**AIM OF THE EXERCISE:** Among the entries that follow, find the lines holding "eprintln" and say how many there are, with no other words.

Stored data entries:
%%

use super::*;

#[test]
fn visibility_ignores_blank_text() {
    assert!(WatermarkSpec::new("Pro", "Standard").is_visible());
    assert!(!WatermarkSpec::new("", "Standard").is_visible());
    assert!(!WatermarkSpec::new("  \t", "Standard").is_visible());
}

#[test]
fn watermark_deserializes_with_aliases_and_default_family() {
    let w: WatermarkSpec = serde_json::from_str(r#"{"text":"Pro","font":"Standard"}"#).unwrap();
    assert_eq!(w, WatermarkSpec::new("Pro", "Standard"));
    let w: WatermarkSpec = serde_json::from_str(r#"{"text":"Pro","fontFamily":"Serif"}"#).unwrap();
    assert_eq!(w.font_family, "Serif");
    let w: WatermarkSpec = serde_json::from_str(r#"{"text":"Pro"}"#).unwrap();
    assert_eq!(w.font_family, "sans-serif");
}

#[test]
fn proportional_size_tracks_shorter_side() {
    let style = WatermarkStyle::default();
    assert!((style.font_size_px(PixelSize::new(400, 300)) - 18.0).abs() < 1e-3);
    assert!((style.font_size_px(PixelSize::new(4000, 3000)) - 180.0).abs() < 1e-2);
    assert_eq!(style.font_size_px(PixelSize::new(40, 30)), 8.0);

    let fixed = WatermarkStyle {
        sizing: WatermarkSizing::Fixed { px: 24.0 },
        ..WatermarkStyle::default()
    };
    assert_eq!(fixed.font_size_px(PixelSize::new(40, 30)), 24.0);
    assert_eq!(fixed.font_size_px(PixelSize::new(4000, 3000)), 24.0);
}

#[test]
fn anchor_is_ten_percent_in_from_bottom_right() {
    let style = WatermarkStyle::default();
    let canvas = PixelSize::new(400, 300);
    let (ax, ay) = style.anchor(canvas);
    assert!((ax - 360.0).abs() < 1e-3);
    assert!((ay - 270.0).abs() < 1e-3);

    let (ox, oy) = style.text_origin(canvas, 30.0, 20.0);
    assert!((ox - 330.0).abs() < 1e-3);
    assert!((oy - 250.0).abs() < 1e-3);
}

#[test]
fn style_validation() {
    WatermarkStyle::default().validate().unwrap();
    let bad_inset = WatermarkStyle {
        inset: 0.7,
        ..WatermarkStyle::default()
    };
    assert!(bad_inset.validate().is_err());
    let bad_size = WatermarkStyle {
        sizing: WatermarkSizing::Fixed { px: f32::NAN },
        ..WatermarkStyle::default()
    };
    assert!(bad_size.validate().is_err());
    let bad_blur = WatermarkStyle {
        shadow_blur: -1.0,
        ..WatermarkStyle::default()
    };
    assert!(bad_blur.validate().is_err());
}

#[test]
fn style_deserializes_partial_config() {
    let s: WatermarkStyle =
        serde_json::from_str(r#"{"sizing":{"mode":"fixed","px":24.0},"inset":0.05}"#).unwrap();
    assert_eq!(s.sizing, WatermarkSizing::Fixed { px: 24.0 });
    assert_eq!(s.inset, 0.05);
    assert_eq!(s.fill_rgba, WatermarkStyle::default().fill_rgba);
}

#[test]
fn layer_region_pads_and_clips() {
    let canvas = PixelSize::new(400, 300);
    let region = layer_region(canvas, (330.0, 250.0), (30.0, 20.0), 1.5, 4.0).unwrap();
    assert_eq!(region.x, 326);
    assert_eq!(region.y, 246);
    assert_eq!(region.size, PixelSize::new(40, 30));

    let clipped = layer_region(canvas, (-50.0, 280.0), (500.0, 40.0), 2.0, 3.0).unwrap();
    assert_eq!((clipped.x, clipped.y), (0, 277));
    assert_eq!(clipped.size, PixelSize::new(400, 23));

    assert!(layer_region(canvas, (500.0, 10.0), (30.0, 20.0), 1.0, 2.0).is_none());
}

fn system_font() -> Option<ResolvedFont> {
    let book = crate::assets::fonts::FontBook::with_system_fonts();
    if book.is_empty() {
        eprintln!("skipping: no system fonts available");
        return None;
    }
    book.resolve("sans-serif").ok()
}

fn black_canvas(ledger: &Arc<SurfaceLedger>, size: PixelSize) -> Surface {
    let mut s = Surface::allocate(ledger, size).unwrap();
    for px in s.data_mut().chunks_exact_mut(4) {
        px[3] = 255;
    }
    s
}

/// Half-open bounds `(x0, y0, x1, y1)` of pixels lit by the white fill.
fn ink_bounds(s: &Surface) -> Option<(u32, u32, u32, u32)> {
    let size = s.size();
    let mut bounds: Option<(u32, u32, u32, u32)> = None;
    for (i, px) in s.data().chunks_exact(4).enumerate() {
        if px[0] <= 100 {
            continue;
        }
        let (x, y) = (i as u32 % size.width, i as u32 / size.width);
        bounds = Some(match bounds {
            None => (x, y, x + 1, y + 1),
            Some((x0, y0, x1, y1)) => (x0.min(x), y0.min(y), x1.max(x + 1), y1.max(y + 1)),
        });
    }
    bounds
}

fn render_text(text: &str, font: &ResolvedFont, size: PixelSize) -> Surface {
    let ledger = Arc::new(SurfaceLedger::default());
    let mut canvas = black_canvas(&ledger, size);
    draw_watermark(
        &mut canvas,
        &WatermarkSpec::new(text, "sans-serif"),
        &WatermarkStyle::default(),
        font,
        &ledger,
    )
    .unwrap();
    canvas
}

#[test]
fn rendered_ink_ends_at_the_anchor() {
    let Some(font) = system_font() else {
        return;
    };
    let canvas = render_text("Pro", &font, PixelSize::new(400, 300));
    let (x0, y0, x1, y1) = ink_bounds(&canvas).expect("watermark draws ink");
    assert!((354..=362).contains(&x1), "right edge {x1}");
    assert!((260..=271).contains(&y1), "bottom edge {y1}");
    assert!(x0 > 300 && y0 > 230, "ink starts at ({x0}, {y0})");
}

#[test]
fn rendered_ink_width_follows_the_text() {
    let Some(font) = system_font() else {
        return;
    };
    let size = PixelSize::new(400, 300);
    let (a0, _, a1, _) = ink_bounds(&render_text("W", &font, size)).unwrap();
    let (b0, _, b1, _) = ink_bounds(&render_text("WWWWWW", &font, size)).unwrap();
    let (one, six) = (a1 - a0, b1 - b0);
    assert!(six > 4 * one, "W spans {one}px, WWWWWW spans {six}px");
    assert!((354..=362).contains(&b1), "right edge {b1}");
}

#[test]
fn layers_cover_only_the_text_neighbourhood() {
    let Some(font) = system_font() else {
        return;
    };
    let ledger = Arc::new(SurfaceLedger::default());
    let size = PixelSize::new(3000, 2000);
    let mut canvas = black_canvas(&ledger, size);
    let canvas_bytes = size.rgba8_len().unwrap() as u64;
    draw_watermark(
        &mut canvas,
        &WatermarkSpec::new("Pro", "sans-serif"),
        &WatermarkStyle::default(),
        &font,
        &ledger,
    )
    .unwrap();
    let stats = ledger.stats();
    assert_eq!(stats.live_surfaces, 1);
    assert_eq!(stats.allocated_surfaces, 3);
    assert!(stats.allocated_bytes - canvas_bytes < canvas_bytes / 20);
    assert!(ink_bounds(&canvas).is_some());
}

%%
%%

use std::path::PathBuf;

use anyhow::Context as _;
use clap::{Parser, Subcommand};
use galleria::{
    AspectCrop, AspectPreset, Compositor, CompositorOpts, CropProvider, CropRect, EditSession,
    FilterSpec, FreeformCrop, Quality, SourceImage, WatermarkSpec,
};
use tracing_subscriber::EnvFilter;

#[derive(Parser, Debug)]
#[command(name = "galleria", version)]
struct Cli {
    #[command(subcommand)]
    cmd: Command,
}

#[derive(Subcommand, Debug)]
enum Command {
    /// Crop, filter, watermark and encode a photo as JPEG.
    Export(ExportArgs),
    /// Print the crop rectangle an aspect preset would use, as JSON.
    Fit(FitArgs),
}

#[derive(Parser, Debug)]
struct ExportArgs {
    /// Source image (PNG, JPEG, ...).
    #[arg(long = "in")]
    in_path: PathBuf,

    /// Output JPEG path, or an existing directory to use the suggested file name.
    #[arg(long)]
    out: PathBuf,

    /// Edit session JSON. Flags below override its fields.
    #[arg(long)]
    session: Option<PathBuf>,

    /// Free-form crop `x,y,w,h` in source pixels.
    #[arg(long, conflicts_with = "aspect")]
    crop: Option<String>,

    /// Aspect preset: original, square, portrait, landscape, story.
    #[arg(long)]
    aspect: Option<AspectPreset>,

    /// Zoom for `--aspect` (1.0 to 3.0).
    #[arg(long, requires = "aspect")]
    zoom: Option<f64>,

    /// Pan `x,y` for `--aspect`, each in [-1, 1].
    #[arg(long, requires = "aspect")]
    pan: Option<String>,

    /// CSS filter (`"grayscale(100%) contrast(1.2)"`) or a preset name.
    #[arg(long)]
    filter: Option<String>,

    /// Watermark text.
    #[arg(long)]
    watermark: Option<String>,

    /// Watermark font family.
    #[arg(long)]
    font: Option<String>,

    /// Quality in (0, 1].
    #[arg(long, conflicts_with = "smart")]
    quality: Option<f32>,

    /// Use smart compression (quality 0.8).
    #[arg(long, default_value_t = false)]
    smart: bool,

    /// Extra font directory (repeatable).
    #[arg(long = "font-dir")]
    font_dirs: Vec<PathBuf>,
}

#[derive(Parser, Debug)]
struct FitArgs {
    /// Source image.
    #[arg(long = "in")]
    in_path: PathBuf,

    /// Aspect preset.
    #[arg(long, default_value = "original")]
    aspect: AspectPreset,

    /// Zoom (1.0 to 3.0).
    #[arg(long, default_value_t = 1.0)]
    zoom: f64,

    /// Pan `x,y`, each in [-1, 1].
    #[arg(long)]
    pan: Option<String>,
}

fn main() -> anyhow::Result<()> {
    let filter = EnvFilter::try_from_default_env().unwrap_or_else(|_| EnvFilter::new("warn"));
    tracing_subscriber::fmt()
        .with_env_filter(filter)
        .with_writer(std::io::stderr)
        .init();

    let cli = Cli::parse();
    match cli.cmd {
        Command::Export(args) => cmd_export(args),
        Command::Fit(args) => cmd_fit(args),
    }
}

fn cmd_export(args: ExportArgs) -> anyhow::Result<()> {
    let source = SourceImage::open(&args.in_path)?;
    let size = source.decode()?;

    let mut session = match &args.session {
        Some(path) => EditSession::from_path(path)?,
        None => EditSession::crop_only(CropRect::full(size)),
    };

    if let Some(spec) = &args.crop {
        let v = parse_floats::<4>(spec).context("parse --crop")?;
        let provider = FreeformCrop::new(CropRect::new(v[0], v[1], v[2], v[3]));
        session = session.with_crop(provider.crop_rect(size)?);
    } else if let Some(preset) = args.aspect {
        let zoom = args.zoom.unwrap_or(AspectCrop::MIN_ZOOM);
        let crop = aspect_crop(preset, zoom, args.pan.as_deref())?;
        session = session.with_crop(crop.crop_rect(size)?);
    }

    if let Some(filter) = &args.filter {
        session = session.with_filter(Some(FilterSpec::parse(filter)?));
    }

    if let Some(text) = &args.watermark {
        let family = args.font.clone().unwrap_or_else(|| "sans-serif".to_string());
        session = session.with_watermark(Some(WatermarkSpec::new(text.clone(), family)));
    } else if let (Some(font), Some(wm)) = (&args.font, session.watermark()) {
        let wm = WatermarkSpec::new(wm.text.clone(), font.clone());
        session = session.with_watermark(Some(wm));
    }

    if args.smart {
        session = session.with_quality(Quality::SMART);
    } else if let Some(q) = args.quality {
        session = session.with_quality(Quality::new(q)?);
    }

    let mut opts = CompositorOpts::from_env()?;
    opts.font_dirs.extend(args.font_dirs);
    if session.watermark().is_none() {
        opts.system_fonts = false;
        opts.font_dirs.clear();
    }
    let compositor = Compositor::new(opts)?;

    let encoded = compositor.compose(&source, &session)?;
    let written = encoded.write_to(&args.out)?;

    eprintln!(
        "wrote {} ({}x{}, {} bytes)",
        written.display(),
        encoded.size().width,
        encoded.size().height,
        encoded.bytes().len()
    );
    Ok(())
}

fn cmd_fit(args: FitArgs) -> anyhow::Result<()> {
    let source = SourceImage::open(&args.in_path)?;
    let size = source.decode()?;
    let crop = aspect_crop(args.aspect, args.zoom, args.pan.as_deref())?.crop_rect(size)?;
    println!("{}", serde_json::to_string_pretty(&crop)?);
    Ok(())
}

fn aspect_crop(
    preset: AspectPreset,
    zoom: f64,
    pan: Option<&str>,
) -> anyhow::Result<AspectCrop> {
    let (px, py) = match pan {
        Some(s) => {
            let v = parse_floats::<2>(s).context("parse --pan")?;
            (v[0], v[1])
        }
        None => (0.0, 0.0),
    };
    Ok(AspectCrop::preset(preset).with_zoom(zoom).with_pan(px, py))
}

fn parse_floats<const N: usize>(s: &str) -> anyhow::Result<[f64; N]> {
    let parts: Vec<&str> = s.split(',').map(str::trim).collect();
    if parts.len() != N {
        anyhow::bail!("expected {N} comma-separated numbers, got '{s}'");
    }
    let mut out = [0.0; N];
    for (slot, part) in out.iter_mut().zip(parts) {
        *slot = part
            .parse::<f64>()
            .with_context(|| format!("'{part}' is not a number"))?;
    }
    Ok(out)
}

%%

**YOUR RESPONSE:** 2